GPs did not often request help in management, and radiologists rarely suggested treatment options. Radiologists may choose not to offer advice on management because the presence of radiographic degenerative joint disease does not necessarily equate with the symptoms a patient may be experiencing [6, 15, 25, 26]. Since radiologists receive relatively little clinical information in the x ray request, they might see it as inappropriate to suggest a course of action, in a patient with whom the radiologist is unfamiliar, or to base any advice on an x ray which might not reflect the clinical picture. In addition, radiologists will be familiar with current guidelines, such as the New Zealand criteria for referral for consideration of knee arthroplasty, where degenerative x ray changes rate relatively low as a factor in the decision to refer [27]. Offering such advice based purely on the x ray would be out of step with this.

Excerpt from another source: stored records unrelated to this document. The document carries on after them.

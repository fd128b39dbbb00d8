// Oscillateurs - Générateurs de formes d'onde

use super::envelope::ExponentialRamp;
use std::f64::consts::PI;

pub trait Oscillator {
    fn next_sample(&mut self) -> f32;
    fn reset(&mut self);
}

#[derive(Clone, Copy, Debug, PartialEq, Eq)]
pub enum WaveformType {
    Sine,
    Square,
    Triangle,
}

/// Periodic oscillator whose frequency follows an exponential ramp
///
/// A constant ramp gives a fixed pitch; a falling ramp gives the pitch sweep
/// of kick and tom voices.
#[derive(Debug, Clone)]
pub struct SweepOscillator {
    waveform: WaveformType,
    phase: f64,
    frequency: ExponentialRamp,
    sample_rate: f64,
}

impl SweepOscillator {
    pub fn new(waveform: WaveformType, frequency: ExponentialRamp, sample_rate: f32) -> Self {
        Self {
            waveform,
            phase: 0.0,
            frequency,
            sample_rate: sample_rate as f64,
        }
    }

    pub fn fixed(waveform: WaveformType, frequency: f64, sample_rate: f32) -> Self {
        Self::new(waveform, ExponentialRamp::constant(frequency), sample_rate)
    }
}

impl Oscillator for SweepOscillator {
    fn next_sample(&mut self) -> f32 {
        let sample = match self.waveform {
            WaveformType::Sine => (self.phase * 2.0 * PI).sin(),
            WaveformType::Square => {
                if self.phase < 0.5 { 1.0 } else { -1.0 }
            }
            WaveformType::Triangle => {
                // Starts at 0 and rises, like a sine
                if self.phase < 0.25 {
                    self.phase * 4.0
                } else if self.phase < 0.75 {
                    2.0 - self.phase * 4.0
                } else {
                    self.phase * 4.0 - 4.0
                }
            }
        };

        self.phase += self.frequency.next_value() / self.sample_rate;
        self.phase -= self.phase.floor();

        sample as f32
    }

    fn reset(&mut self) {
        self.phase = 0.0;
    }
}
// WAV encoding - canonical 16-bit PCM RIFF/WAVE byte stream
//
// Layout (little-endian, 44-byte header):
//
//   0  "RIFF"   4  36 + data_len   8  "WAVE"
//   12 "fmt "   16 16              20 1 (PCM)       22 channels
//   24 rate     28 rate*ch*2       32 ch*2          34 16
//   36 "data"   40 data_len        44 interleaved i16 samples
//
// hound writes exactly this header for integer PCM with at most two
// channels and 16 bits per sample; wider layouts would switch it to
// WAVE_FORMAT_EXTENSIBLE, so they are rejected up front.

use super::buffer::AudioBuffer;
use super::format_conversion::f32_to_i16;
use hound::{SampleFormat, WavSpec, WavWriter};
use std::io::Cursor;

pub const WAV_HEADER_LEN: usize = 44;
pub const BITS_PER_SAMPLE: u16 = 16;
pub const MIME_TYPE: &str = "audio/wav";

#[derive(Debug, thiserror::Error)]
pub enum WavError {
    #[error("Unsupported channel count {0} (expected 1 or 2)")]
    UnsupportedChannelCount(usize),

    #[error("Invalid sample rate {0}")]
    InvalidSampleRate(u32),

    #[error("Audio data of {0} bytes does not fit in a WAV file")]
    TooLarge(u64),

    #[error("WAV writer error: {0}")]
    Hound(#[from] hound::Error),
}

/// Size of the encoded file for a buffer shape
pub fn encoded_len(frames: usize, channels: usize) -> u64 {
    WAV_HEADER_LEN as u64 + data_len(frames, channels)
}

fn data_len(frames: usize, channels: usize) -> u64 {
    frames as u64 * channels as u64 * (BITS_PER_SAMPLE as u64 / 8)
}

/// Encode a float buffer as 16-bit PCM WAV bytes
pub fn encode_wav(buffer: &AudioBuffer) -> Result<Vec<u8>, WavError> {
    let channels = buffer.channel_count();
    if !(1..=2).contains(&channels) {
        return Err(WavError::UnsupportedChannelCount(channels));
    }
    if buffer.sample_rate() == 0 {
        return Err(WavError::InvalidSampleRate(buffer.sample_rate()));
    }

    let data_bytes = data_len(buffer.frames(), channels);
    if data_bytes > (u32::MAX as u64 - 36) {
        return Err(WavError::TooLarge(data_bytes));
    }

    let spec = WavSpec {
        channels: channels as u16,
        sample_rate: buffer.sample_rate(),
        bits_per_sample: BITS_PER_SAMPLE,
        sample_format: SampleFormat::Int,
    };

    let mut bytes = Vec::with_capacity(encoded_len(buffer.frames(), channels) as usize);
    {
        let mut writer = WavWriter::new(Cursor::new(&mut bytes), spec)?;
        for sample in buffer.interleaved() {
            writer.write_sample(f32_to_i16(sample))?;
        }
        writer.finalize()?;
    }

    log::debug!(
        "Encoded {:.3}s ({} frames x {} channels) at {} Hz ({} bytes)",
        buffer.duration_seconds(),
        buffer.frames(),
        channels,
        buffer.sample_rate(),
        bytes.len()
    );

    Ok(bytes)
}

#[cfg(test)]
mod tests {
    use super::*;

    fn u32_at(bytes: &[u8], offset: usize) -> u32 {
        u32::from_le_bytes(bytes[offset..offset + 4].try_into().unwrap())
    }

    fn u16_at(bytes: &[u8], offset: usize) -> u16 {
        u16::from_le_bytes(bytes[offset..offset + 2].try_into().unwrap())
    }

    #[test]
    fn test_header_layout() {
        let buffer = AudioBuffer::new(2, 10, 44100);
        let bytes = encode_wav(&buffer).unwrap();

        assert_eq!(bytes.len(), 44 + 10 * 2 * 2);
        assert_eq!(&bytes[0..4], b"RIFF");
        assert_eq!(u32_at(&bytes, 4), 36 + 40);
        assert_eq!(&bytes[8..12], b"WAVE");
        assert_eq!(&bytes[12..16], b"fmt ");
        assert_eq!(u32_at(&bytes, 16), 16);
        assert_eq!(u16_at(&bytes, 20), 1);
        assert_eq!(u16_at(&bytes, 22), 2);
        assert_eq!(u32_at(&bytes, 24), 44100);
        assert_eq!(u32_at(&bytes, 28), 44100 * 2 * 2);
        assert_eq!(u16_at(&bytes, 32), 4);
        assert_eq!(u16_at(&bytes, 34), 16);
        assert_eq!(&bytes[36..40], b"data");
        assert_eq!(u32_at(&bytes, 40), 40);
    }

    #[test]
    fn test_mono_header() {
        let buffer = AudioBuffer::new(1, 3, 8000);
        let bytes = encode_wav(&buffer).unwrap();
        assert_eq!(bytes.len(), 44 + 6);
        assert_eq!(u16_at(&bytes, 22), 1);
        assert_eq!(u32_at(&bytes, 28), 16000);
        assert_eq!(u16_at(&bytes, 32), 2);
    }

    #[test]
    fn test_sample_mapping_and_interleaving() {
        let buffer = AudioBuffer::from_channels(
            vec![vec![1.0, -1.0, 0.5], vec![-0.5, 2.0, -3.0]],
            8000,
        )
        .unwrap();
        let bytes = encode_wav(&buffer).unwrap();

        let samples: Vec<i16> = bytes[44..]
            .chunks_exact(2)
            .map(|b| i16::from_le_bytes([b[0], b[1]]))
            .collect();
        assert_eq!(samples, vec![32767, -16384, -32768, 32767, 16383, -32768]);
    }

    #[test]
    fn test_empty_buffer() {
        let buffer = AudioBuffer::new(2, 0, 44100);
        let bytes = encode_wav(&buffer).unwrap();
        assert_eq!(bytes.len(), 44);
        assert_eq!(u32_at(&bytes, 4), 36);
        assert_eq!(u32_at(&bytes, 40), 0);
    }

    #[test]
    fn test_rejects_unsupported_shapes() {
        assert!(matches!(
            encode_wav(&AudioBuffer::new(3, 4, 44100)),
            Err(WavError::UnsupportedChannelCount(3))
        ));
        assert!(matches!(
            encode_wav(&AudioBuffer::new(0, 4, 44100)),
            Err(WavError::UnsupportedChannelCount(0))
        ));
        assert!(matches!(
            encode_wav(&AudioBuffer::new(2, 4, 0)),
            Err(WavError::InvalidSampleRate(0))
        ));
    }

    #[test]
    fn test_encoded_len() {
        assert_eq!(encoded_len(100, 2), 444);
        assert_eq!(encoded_len(0, 1), 44);
    }
}
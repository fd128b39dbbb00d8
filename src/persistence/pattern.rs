// Persisted pattern - grid + tempo under a single JSON key
//
// Stored shape: { "grid": [[bool; steps]; rows], "tempo": bpm }
// Loading is tolerant: each field is taken when present and valid, the
// rest comes from the default pattern.

use super::store::{KeyValueStore, StoreError};
use crate::sequencer::grid::Grid;
use crate::sequencer::state::SequencerState;
use crate::sequencer::timeline::Tempo;
use crate::synth::instrument::Instrument;
use serde::{Deserialize, Serialize};

pub const PATTERN_KEY: &str = "beatSequencerPattern";

#[derive(Debug, Clone, Default, PartialEq, Serialize, Deserialize)]
pub struct PersistedPattern {
    #[serde(default, skip_serializing_if = "Option::is_none")]
    pub grid: Option<Vec<Vec<bool>>>,
    #[serde(default, skip_serializing_if = "Option::is_none")]
    pub tempo: Option<u32>,
}

impl PersistedPattern {
    pub fn from_state(state: &SequencerState) -> Self {
        Self {
            grid: Some(state.grid().rows().to_vec()),
            tempo: Some(state.tempo().bpm()),
        }
    }

    /// Merge the stored fields over the default pattern
    pub fn into_state(self) -> SequencerState {
        let mut state = SequencerState::default_pattern();

        if let Some(rows) = self.grid {
            match Grid::from_rows(rows) {
                Some(grid) if grid.row_count() == Instrument::COUNT => *state.grid_mut() = grid,
                _ => log::warn!("Stored grid has an invalid shape, using default grid"),
            }
        }

        if let Some(bpm) = self.tempo {
            match Tempo::new(bpm) {
                Ok(tempo) => state.set_tempo(tempo),
                Err(e) => log::warn!("Stored tempo rejected: {}", e),
            }
        }

        state
    }
}

pub fn save_pattern(store: &mut dyn KeyValueStore, state: &SequencerState) -> Result<(), StoreError> {
    let json = serde_json::to_string(&PersistedPattern::from_state(state))?;
    store.set(PATTERN_KEY, &json)?;
    log::debug!("Saved pattern ({} steps, {})", state.step_count(), state.tempo());
    Ok(())
}

/// Load the stored pattern, or the default pattern when absent or unreadable.
/// Never fails.
pub fn load_pattern(store: &dyn KeyValueStore) -> SequencerState {
    let json = match store.get(PATTERN_KEY) {
        Ok(Some(json)) => json,
        Ok(None) => return SequencerState::default_pattern(),
        Err(e) => {
            log::warn!("Failed to read stored pattern: {}", e);
            return SequencerState::default_pattern();
        }
    };

    match serde_json::from_str::<PersistedPattern>(&json) {
        Ok(persisted) => persisted.into_state(),
        Err(e) => {
            log::warn!("Corrupt stored pattern, using default: {}", e);
            SequencerState::default_pattern()
        }
    }
}
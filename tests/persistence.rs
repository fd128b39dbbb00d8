// Integration test for pattern and theme persistence
// File-backed store, reopened between steps like separate app launches

use beat_sequencer::audio::mixer::VoiceMixer;
use beat_sequencer::persistence::{PATTERN_KEY, load_pattern, load_theme, save_pattern};
use beat_sequencer::{
    FileStore, Grid, Instrument, KeyValueStore, ManualClock, SequencerConfig, SequencerController,
    SequencerState, StepCount, Tempo, Theme, create_notification_channel,
};
use std::fs;
use std::path::Path;
use std::sync::{Arc, Mutex};
use tempfile::TempDir;

fn controller(store_path: &Path) -> SequencerController {
    let (tx, _rx) = create_notification_channel(8);
    SequencerController::new(
        SequencerConfig::default(),
        Box::new(FileStore::open(store_path)),
        Arc::new(ManualClock::new(0.0)),
        Box::new(VoiceMixer::new(8000.0, 0.8)),
        8000,
        Arc::new(Mutex::new(tx)),
    )
}

#[test]
fn test_pattern_round_trip_through_file() {
    let temp_dir = TempDir::new().unwrap();
    let path = temp_dir.path().join("storage.json");

    let mut grid = Grid::new(StepCount::ThirtyTwo);
    for step in (0..32).step_by(3) {
        grid.set(Instrument::Tom.index(), step, true);
    }
    let state = SequencerState::new(grid, Tempo::new(133).unwrap());

    let mut store = FileStore::open(&path);
    save_pattern(&mut store, &state).unwrap();
    drop(store);

    let reopened = FileStore::open(&path);
    assert_eq!(load_pattern(&reopened), state);
}

#[test]
fn test_controller_edits_survive_restart() {
    let temp_dir = TempDir::new().unwrap();
    let path = temp_dir.path().join("storage.json");

    {
        let mut controller = controller(&path);
        controller.set_step_count(StepCount::Eight).unwrap();
        controller.toggle_cell(Instrument::Snare, 2).unwrap();
        controller.toggle_cell(Instrument::HiHat, 7).unwrap();
        controller.set_tempo(88).unwrap();
        controller.set_theme(Theme::Light);
    }

    let controller = controller(&path);
    let state = controller.snapshot();
    assert_eq!(state.step_count(), StepCount::Eight);
    assert_eq!(state.tempo().bpm(), 88);
    assert_eq!(state.grid().active_cell_count(), 2);
    assert!(state.grid().is_active(Instrument::Snare, 2));
    assert!(state.grid().is_active(Instrument::HiHat, 7));
    assert_eq!(controller.theme(), Theme::Light);
}

#[test]
fn test_corrupt_store_file_falls_back_to_default() {
    let temp_dir = TempDir::new().unwrap();
    let path = temp_dir.path().join("storage.json");
    fs::write(&path, "\u{0}\u{1}garbage").unwrap();

    let controller = controller(&path);
    assert_eq!(controller.snapshot(), SequencerState::default_pattern());
    assert_eq!(controller.theme(), Theme::Dark);
}

#[test]
fn test_corrupt_pattern_value_falls_back_to_default() {
    let temp_dir = TempDir::new().unwrap();
    let path = temp_dir.path().join("storage.json");

    let mut store = FileStore::open(&path);
    store.set(PATTERN_KEY, "[1, 2").unwrap();
    store.set("theme", "light").unwrap();

    assert_eq!(load_pattern(&store), SequencerState::default_pattern());
    assert_eq!(load_theme(&store), Theme::Light);
}
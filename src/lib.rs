// Beat Sequencer - Library exports for the binary, tests and benchmarks

pub mod audio;
pub mod config;
pub mod controller;
pub mod export;
pub mod messaging;
pub mod persistence;
pub mod sequencer;
pub mod synth;

// Re-export commonly used types for convenience
pub use audio::engine::{AudioEngine, RealtimeSink};
pub use audio::offline::OfflineRenderer;
pub use audio::timing::{AudioClock, AudioTiming, ManualClock};
pub use audio::wav::encode_wav;
pub use config::SequencerConfig;
pub use controller::{ControllerError, SequencerController};
pub use export::{ExportArtifact, ExportError, ExportFormat, ExportRequest, Exporter};
pub use messaging::channels::create_notification_channel;
pub use persistence::{FileStore, KeyValueStore, MemoryStore, Theme};
pub use sequencer::{Grid, LookAheadScheduler, NoteEvent, SequencerState, StepCount, Tempo, Transport};
pub use synth::instrument::Instrument;
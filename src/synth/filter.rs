// Filter - State Variable Filter (Chamberlin)
//
// Digital implementation of a 2-pole State Variable Filter with simultaneous
// low-pass, high-pass and band-pass outputs.
//
// References:
// - Hal Chamberlin's "Musical Applications of Microprocessors" (1985)
// - https://www.earlevel.com/main/2003/03/02/the-digital-state-variable-filter/
//
// Drum voices use fixed cutoffs, so coefficients are computed once.
// Stability: with cutoff <= Fs/6 (f <= 1) and Q >= 0.707 (q <= 1.414) the
// update matrix satisfies f^2 + 2fq < 4.

use crate::audio::dsp_utils::flush_denormals_to_zero;
use std::f32::consts::PI;

/// Filter type/mode
#[derive(Debug, Clone, Copy, PartialEq, Eq, Default)]
pub enum FilterType {
    /// Low-pass filter (12dB/octave)
    #[default]
    LowPass,
    /// High-pass filter (12dB/octave)
    HighPass,
    /// Band-pass filter (6dB/octave on each side)
    BandPass,
}

/// Filter parameters
#[derive(Debug, Clone, Copy, PartialEq)]
pub struct FilterParams {
    /// Cutoff (or center) frequency in Hz
    pub cutoff: f32,
    /// Q factor (clamped to 0.707 - 20.0)
    pub resonance: f32,
    pub filter_type: FilterType,
}

impl FilterParams {
    pub fn high_pass(cutoff: f32) -> Self {
        Self {
            cutoff,
            filter_type: FilterType::HighPass,
            ..Default::default()
        }
    }

    pub fn band_pass(cutoff: f32) -> Self {
        Self {
            cutoff,
            filter_type: FilterType::BandPass,
            ..Default::default()
        }
    }
}

impl Default for FilterParams {
    fn default() -> Self {
        Self {
            cutoff: 1000.0,
            resonance: 0.707, // Butterworth response
            filter_type: FilterType::LowPass,
        }
    }
}

/// State Variable Filter (Chamberlin) implementation
#[derive(Debug, Clone)]
pub struct StateVariableFilter {
    filter_type: FilterType,

    // State variables
    low: f32,
    band: f32,

    // Coefficients
    f: f32, // Frequency coefficient
    q: f32, // Damping (1/Q)
}

impl StateVariableFilter {
    pub fn new(params: FilterParams, sample_rate: f32) -> Self {
        // Clamp cutoff to safe range: 20Hz to Fs/6 (stability limit)
        let max_cutoff = sample_rate / 6.0;
        let safe_cutoff = params.cutoff.clamp(20.0, max_cutoff.max(20.0));

        Self {
            filter_type: params.filter_type,
            low: 0.0,
            band: 0.0,
            f: 2.0 * (PI * safe_cutoff / sample_rate).sin(),
            q: 1.0 / params.resonance.clamp(0.707, 20.0),
        }
    }

    pub fn reset(&mut self) {
        self.low = 0.0;
        self.band = 0.0;
    }

    #[inline]
    pub fn process(&mut self, input: f32) -> f32 {
        let high = input - self.low - self.q * self.band;
        self.band = flush_denormals_to_zero(self.band + self.f * high);
        self.low = flush_denormals_to_zero(self.low + self.f * self.band);

        match self.filter_type {
            FilterType::LowPass => self.low,
            FilterType::HighPass => high,
            FilterType::BandPass => self.band,
        }
    }
}
// Voice mixer - sums scheduled voices into a stereo output
//
// Used unchanged by the realtime callback and by the offline renderer, so
// live playback and exported audio go through the same gain stage.

use super::dsp_utils::flush_denormals_to_zero;
use super::sink::SoundSink;
use crate::synth::voice::Voice;

struct PendingVoice {
    start_sample: u64,
    voice: Voice,
}

pub struct VoiceMixer {
    sample_rate: f32,
    master_gain: f32,
    /// Absolute frame index of the next frame to render
    position: u64,
    /// Sorted by start sample
    pending: Vec<PendingVoice>,
    active: Vec<PendingVoice>,
    /// Voice limit the buffers were sized for (None = grow freely)
    voice_capacity: Option<usize>,
}

impl VoiceMixer {
    pub fn new(sample_rate: f32, master_gain: f32) -> Self {
        Self {
            sample_rate,
            master_gain,
            position: 0,
            pending: Vec::new(),
            active: Vec::new(),
            voice_capacity: None,
        }
    }

    /// Pre-allocate room for `voices` scheduled voices (realtime use)
    pub fn with_capacity(sample_rate: f32, master_gain: f32, voices: usize) -> Self {
        let mut mixer = Self::new(sample_rate, master_gain);
        mixer.pending.reserve(voices);
        mixer.active.reserve(voices);
        mixer.voice_capacity = Some(voices);
        mixer
    }

    /// Voices scheduled or still sounding
    pub fn voice_count(&self) -> usize {
        self.pending.len() + self.active.len()
    }

    /// Whether one more voice fits without growing the pre-allocated buffers
    pub fn has_room(&self) -> bool {
        self.voice_capacity
            .is_none_or(|capacity| self.voice_count() < capacity)
    }

    /// Render the next block into `left`/`right` (added to their contents).
    ///
    /// Voices whose start time already passed start at the beginning of the
    /// block; nothing scheduled is ever skipped.
    pub fn render(&mut self, left: &mut [f32], right: &mut [f32]) {
        let frames = left.len().min(right.len());
        let block_start = self.position;
        let block_end = block_start + frames as u64;

        let ready = self
            .pending
            .partition_point(|p| p.start_sample < block_end);
        self.active.extend(self.pending.drain(..ready));

        for pending in &mut self.active {
            let offset = pending.start_sample.saturating_sub(block_start) as usize;
            for i in offset..frames {
                if pending.voice.is_finished() {
                    break;
                }
                let sample = flush_denormals_to_zero(pending.voice.next_sample() * self.master_gain);
                left[i] += sample;
                right[i] += sample;
            }
        }

        self.active.retain(|p| !p.voice.is_finished());
        self.position = block_end;
    }
}

impl SoundSink for VoiceMixer {
    fn sample_rate(&self) -> f32 {
        self.sample_rate
    }

    fn schedule(&mut self, voice: Voice) {
        let start_sample = voice.start_sample(self.sample_rate);
        let index = self
            .pending
            .partition_point(|p| p.start_sample <= start_sample);
        self.pending.insert(
            index,
            PendingVoice {
                start_sample,
                voice,
            },
        );
    }
}

#[cfg(test)]
mod tests {
    use super::*;
    use crate::synth::envelope::ExponentialRamp;
    use crate::synth::oscillator::{SweepOscillator, WaveformType};
    use crate::synth::voice::Generator;

    const SAMPLE_RATE: f32 = 1000.0;

    /// Square wave at 0 Hz = constant 1.0 with a flat gain
    fn dc_voice(start: f64, duration: f64) -> Voice {
        Voice::new(
            start,
            Generator::Tone(SweepOscillator::fixed(WaveformType::Square, 0.0, SAMPLE_RATE)),
            ExponentialRamp::constant(1.0),
            duration,
            SAMPLE_RATE,
        )
    }

    fn render_block(mixer: &mut VoiceMixer, frames: usize) -> (Vec<f32>, Vec<f32>) {
        let mut left = vec![0.0; frames];
        let mut right = vec![0.0; frames];
        mixer.render(&mut left, &mut right);
        (left, right)
    }

    #[test]
    fn test_voice_starts_at_its_sample() {
        let mut mixer = VoiceMixer::new(SAMPLE_RATE, 0.5);
        mixer.schedule(dc_voice(0.010, 0.005));

        let (left, right) = render_block(&mut mixer, 32);
        assert!(left[..10].iter().all(|s| *s == 0.0));
        assert!(left[10..15].iter().all(|s| *s == 0.5));
        assert!(left[15..].iter().all(|s| *s == 0.0));
        assert_eq!(left, right);
        assert_eq!(mixer.voice_count(), 0);
    }

    #[test]
    fn test_voice_spanning_blocks() {
        let mut mixer = VoiceMixer::new(SAMPLE_RATE, 1.0);
        mixer.schedule(dc_voice(0.006, 0.008));

        let (first, _) = render_block(&mut mixer, 10);
        let (second, _) = render_block(&mut mixer, 10);

        assert_eq!(first.iter().filter(|s| **s == 1.0).count(), 4);
        assert_eq!(second.iter().filter(|s| **s == 1.0).count(), 4);
        assert!(second[..4].iter().all(|s| *s == 1.0));
        assert_eq!(mixer.position, 20);
    }

    #[test]
    fn test_late_voice_starts_immediately() {
        let mut mixer = VoiceMixer::new(SAMPLE_RATE, 1.0);
        render_block(&mut mixer, 100);

        mixer.schedule(dc_voice(0.050, 0.003));
        let (left, _) = render_block(&mut mixer, 10);
        assert_eq!(&left[..4], &[1.0, 1.0, 1.0, 0.0]);
    }

    #[test]
    fn test_overlapping_voices_sum() {
        let mut mixer = VoiceMixer::new(SAMPLE_RATE, 0.25);
        mixer.schedule(dc_voice(0.0, 0.010));
        mixer.schedule(dc_voice(0.0, 0.010));
        mixer.schedule(dc_voice(0.005, 0.010));

        let (left, _) = render_block(&mut mixer, 20);
        assert_eq!(left[0], 0.5);
        assert_eq!(left[7], 0.75);
        assert_eq!(left[12], 0.25);
        assert_eq!(left[16], 0.0);
    }

    #[test]
    fn test_room_tracks_reserved_voices() {
        let mut mixer = VoiceMixer::with_capacity(SAMPLE_RATE, 1.0, 2);
        assert!(mixer.has_room());
        mixer.schedule(dc_voice(0.0, 0.005));
        mixer.schedule(dc_voice(0.001, 0.005));
        assert!(!mixer.has_room());

        // Finished voices give their slot back
        render_block(&mut mixer, 10);
        assert!(mixer.has_room());
        assert!(VoiceMixer::new(SAMPLE_RATE, 1.0).has_room());
    }

    #[test]
    fn test_out_of_order_scheduling() {
        let mut mixer = VoiceMixer::new(SAMPLE_RATE, 1.0);
        mixer.schedule(dc_voice(0.015, 0.001));
        mixer.schedule(dc_voice(0.002, 0.001));
        assert_eq!(mixer.voice_count(), 2);

        let (left, _) = render_block(&mut mixer, 20);
        assert_eq!(left[2], 1.0);
        assert_eq!(left[15], 1.0);
        assert_eq!(left.iter().filter(|s| **s != 0.0).count(), 2);
    }
}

In conclusion, GPs receive detailed reports from radiologists which, in nearly two-thirds of the subjects, describe degenerative joint disease. Radiologists report these x rays in general with a limited set of clinical details apart from pain and, in a third of cases, a suggestion from the GP that the patient might have knee OA. The content of the request and the report might be considered disparate phenomena in that one does not necessarily reflect or depend upon the other, except for the basic fact that the request card itself triggers the x ray. The practical issue is that if GPs act on the pathological findings, the x ray results might influence clinical outcome, and in particular such x ray findings may have a negative effect by diverting attention from treatment of symptoms and disability to management plans dictated exclusively by an x ray report which may or may not be relevant to the patient's actual problems. With the advent of the patient electronic record, accessible to all practitioners when dealing with an individual, the radiologist and GP may be able in the future to supply and access each other's information. This may lead to GPs only having to request the knee x ray and no more. Further research into such new models for referral and reporting the primary-secondary care interface might identify a more appropriate imaging policy in knee disorders.